The economic outlook in the United States is generally positive. While recessionary fears are beginning to surface, there aren’t a mounting number of immediate and clear indicators that suggest the economy is set to fall into a tailspin. America has been in a bull market for the last 10 years and corporate profits are at record highs. In fact, many companies have so much excess cash that instead of raising money from investors (by issuing more stock) they’ve been returning cash to shareholders in the form of stock buybacks.
At the end of the 2nd quarter US GDP was at an astounding 4.2%, 200 basis points higher than the previous quarter. Historically, GDP hovers between 1.5% to 2.5%, suggesting that current GDP levels are not sustainable in the long run. According to Reuters, “The robust growth in the second quarter is unlikely to be sustained given the one-off drivers such as a $1.5 trillion tax cut package, which provided a jolt to consumer spending after a lackluster first quarter, and a front-loading of soybean exports to China to beat retaliatory trade tariffs.”(1)

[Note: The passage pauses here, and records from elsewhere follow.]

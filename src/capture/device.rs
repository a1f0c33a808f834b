//! Hardware camera backed by `nokhwa`.

use super::{Camera, CameraError, CaptureConfig, Frame, PixelFormat};
use nokhwa::pixel_format::{LumaFormat, RgbFormat};
use nokhwa::utils::{
    CameraFormat, CameraIndex, FrameFormat, RequestedFormat, RequestedFormatType, Resolution,
};
use nokhwa::NokhwaError;

/// A local capture device addressed by index.
#[derive(Default)]
pub struct DeviceCamera {
    handle: Option<nokhwa::Camera>,
    format: PixelFormat,
    sequence: u64,
}

impl DeviceCamera {
    /// A closed handle. The device index comes from the config passed to `open`.
    pub fn new() -> Self {
        Self::default()
    }
}

fn capture_failed(e: NokhwaError) -> CameraError {
    CameraError::CaptureFailed(e.to_string())
}

impl Camera for DeviceCamera {
    fn open(&mut self, config: &CaptureConfig) -> Result<(), CameraError> {
        config
            .validate()
            .map_err(|e| CameraError::ConfigFailed(e.to_string()))?;

        let requested = RequestedFormat::new::<RgbFormat>(RequestedFormatType::Closest(
            CameraFormat::new(
                Resolution::new(config.width, config.height),
                FrameFormat::MJPEG,
                config.fps,
            ),
        ));

        let mut handle = nokhwa::Camera::new(CameraIndex::Index(config.device_id), requested)
            .map_err(|e| CameraError::DeviceNotFound(e.to_string()))?;
        handle
            .open_stream()
            .map_err(|e| CameraError::OpenFailed(e.to_string()))?;

        tracing::info!(
            device_id = config.device_id,
            resolution = ?handle.resolution(),
            "Camera device opened"
        );

        self.handle = Some(handle);
        self.format = config.pixel_format();
        self.sequence = 0;
        Ok(())
    }

    fn capture(&mut self) -> Result<Frame, CameraError> {
        let handle = self.handle.as_mut().ok_or(CameraError::NotInitialized)?;
        let buffer = handle.frame().map_err(capture_failed)?;

        let (width, height, pixels) = match self.format {
            PixelFormat::Rgb => {
                let img = buffer.decode_image::<RgbFormat>().map_err(capture_failed)?;
                (img.width(), img.height(), img.into_raw())
            }
            PixelFormat::Gray => {
                let img = buffer.decode_image::<LumaFormat>().map_err(capture_failed)?;
                (img.width(), img.height(), img.into_raw())
            }
        };

        self.sequence += 1;
        Ok(Frame::new(pixels, width, height, self.format, self.sequence))
    }

    fn is_open(&self) -> bool {
        self.handle.is_some()
    }

    fn close(&mut self) {
        if let Some(mut handle) = self.handle.take() {
            if let Err(e) = handle.stop_stream() {
                tracing::warn!("Failed to stop camera stream cleanly: {}", e);
            }
            tracing::info!("Camera device closed");
        }
    }
}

Unemployment remains low at 3.9% (as of 9/7/2018)(2), but wage growth has stagnated. In June 2018, wage growth in the United States increased to 4.83 percent. For added perspective, wage growth in the United States averaged 6.22 percent from 1960 until 2018, reaching an all-time high of 13.78 percent in January of 1979 and a record low of -5.88 percent in March of 2009.
As the economy improves we should expect the Federal Reserve (the Fed) to continue increasing interest rates. On September 26, 2018 the Fed raised interest rates for the third time this year from 2.00% to 2.25%. When the Fed raises interest rates it is a strong signal of its increased confidence in the US economy.
On the venture front, fundraising continues at a rapid pace across all stages. In the first and second quarter of this year nearly $60 billion in capital was raised by 3,997 companies. The spread in valuations for late and early stage deals continues to widen as more and more companies stay private longer. Some analysts theorize that the trend in companies staying private longer has to do with accounting and the treatment of tangible and intangible assets.
Modern day technology companies have fewer and fewer tangible assets making it easier for them to scale. However, these companies tend to have more intangible assets like R&D, brand, employees, advertising, etc. vs. tangible assets like property, plant, and equipment. Many of these intangibles are expensed rather than being capitalized as assets. When intangible assets are expensed, they reduce a company’s earnings. And while most younger firms do create economic value, they often do so at a loss. Henceforth, younger companies tend to delay accessing capital from the public markets because they may or may not be rewarded.
In light of that, we have seen a steady stream of positive venture-backed company exits in 2018 and analysts expect there will be more to come. We have already seen exits from Spotify, Docusign, Xiaomi, GitHub, FlipKart, GlassDoor, Ele.me, Dropbox and many others.
Cyclicality in any market environment is something investors understand and anticipate. At Spur Capital we continue to keep a pulse on the market, stay in active communication with our investors and venture capitalists, and construct diversified portfolios that endure across different technology and economic cycles.